New Hampshire – median income $66,303 – is the richest state in 2011. Its 7.1% poverty rate is the nation’s lowest; its 5.2% unemployment is 4th lowest. Connecticut - $65,958 – is second. Its 8.3% poverty rate is second lowest; its 9.1% unemployment is 19th highest. New Jersey - $65,173 – is third. Its 9.8% poverty rate is 7th lowest; its 9.5% unemployment is 14th highest. Mississippi is the poorest state. Its median income is $36,850; its 21.3% poverty rate is the nation’s highest; and its 10.4% unemployment is 7th highest. This list was based on the 2010 census – which Mississippians may want censured.
In 2011 New York is the state with the highest cigarette tax - $4.35 per pack. According to the Campaign for Tobacco-free Kids, “Tobacco tax increases are one of the most effective ways to reduce smoking and other tobacco use, especially among kids”. Every 10% increase in cigarette prices supposedly reduces youth smoking by about 7% and total cigarette use by about 4%. Missouri has the lowest cigarette tax - $0.17 followed by Virginia - $0.30; Louisiana - $0.36; Georgia - $0.37; and Alabama - $0.425. Because the national average is $1.46, it seems some states are just “blowing smoke”.
Fort Collins, Colorado is the city with the safest drivers. That’s according to Allstate’s 2011 “America’s Best Drivers Report”. For the second year in a row the average driver was involved in a collision every 14 years – 29% below the national average. The other cities completing the top 10 were Boise, Idaho; Lincoln, Nebraska; Chandler, Arizona; Huntsville, Alabama; Knoxville, Tennessee; Springfield, Missouri; Reno, Nevada; Eugene, Oregon; and Chattanooga, Tennessee. Washington D.C. was 200th among the 200 largest cities for the third year straight. The accident rate was 60% higher than the national average – proof politicians “drive us crazy”.

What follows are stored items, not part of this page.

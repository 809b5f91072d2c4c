//! Format strategies for [`crate::CachedFetcher`].
//!
//! A format decides how cached bytes are decoded and what is written to the
//! cache for a fresh response body.

use crate::tables::rdb::parse_rdb;
use crate::types::request::DataFormat;
use crate::water_data::error::DecodeError;
use polars::frame::DataFrame;
use serde::de::DeserializeOwned;
use serde::Serialize;
use std::marker::PhantomData;

/// A fresh network body, prepared for the cache.
pub struct Ingested<P> {
    /// Bytes to write to the cache file.
    pub cache_bytes: Vec<u8>,
    /// The payload, when preparing the bytes already produced it. `None` means
    /// the fetcher decodes `cache_bytes` after persisting them.
    pub payload: Option<P>,
}

pub trait ResponseFormat: Send + Sync + 'static {
    type Payload: Send + 'static;

    const FORMAT: DataFormat;

    /// Decodes the contents of a cache file.
    fn decode(bytes: &[u8]) -> Result<Self::Payload, DecodeError>;

    /// Turns a 2xx response body into what gets cached. Failing here means the
    /// response is unusable and nothing is written.
    fn ingest(body: Vec<u8>) -> Result<Ingested<Self::Payload>, DecodeError>;
}

/// JSON documents, decoded into `T`.
///
/// The cache holds the whole response re-encoded with 4-space indentation, so
/// fields that `T` does not model are kept on disk.
pub struct JsonFormat<T = serde_json::Value>(PhantomData<fn() -> T>);

impl<T> ResponseFormat for JsonFormat<T>
where
    T: DeserializeOwned + Send + 'static,
{
    type Payload = T;

    const FORMAT: DataFormat = DataFormat::Json;

    fn decode(bytes: &[u8]) -> Result<T, DecodeError> {
        Ok(serde_json::from_slice(bytes)?)
    }

    fn ingest(body: Vec<u8>) -> Result<Ingested<T>, DecodeError> {
        let document: serde_json::Value = serde_json::from_slice(&body)?;
        let cache_bytes = to_pretty_json(&document)?;
        let payload = serde_json::from_value(document)?;
        Ok(Ingested {
            cache_bytes,
            payload: Some(payload),
        })
    }
}

fn to_pretty_json(document: &serde_json::Value) -> Result<Vec<u8>, DecodeError> {
    let mut buffer = Vec::new();
    let formatter = serde_json::ser::PrettyFormatter::with_indent(b"    ");
    let mut serializer = serde_json::Serializer::with_formatter(&mut buffer, formatter);
    document
        .serialize(&mut serializer)
        .map_err(DecodeError::JsonEncode)?;
    Ok(buffer)
}

/// USGS RDB tables, decoded into a string-typed [`DataFrame`] without the
/// width-specifier row. The cache holds the response byte for byte.
pub struct RdbFormat;

impl ResponseFormat for RdbFormat {
    type Payload = DataFrame;

    const FORMAT: DataFormat = DataFormat::Rdb;

    fn decode(bytes: &[u8]) -> Result<DataFrame, DecodeError> {
        parse_rdb(bytes).map_err(DecodeError::Rdb)
    }

    fn ingest(body: Vec<u8>) -> Result<Ingested<DataFrame>, DecodeError> {
        Ok(Ingested {
            cache_bytes: body,
            payload: None,
        })
    }
}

However, Washington, D.C. is #1 when it comes to traffic congestion. That’s according to the 2011 Urban Mobility Report. Washington averages a 74-hour delay for commuters yearly. Chicago was second with 71 hours followed by Los Angeles with 64, Houston with 57, New York with 54 and Baltimore with 52. More commuting hours means more gas. For Washington it was an extra 37 gallons per commuter; for Chicago, 36; for Los Angeles, 34; for Houston, 28; and for New York and Baltimore, 22. Nationally, that was a cost of about $750 in time and gas per commuter – a cost that requires “paytience’.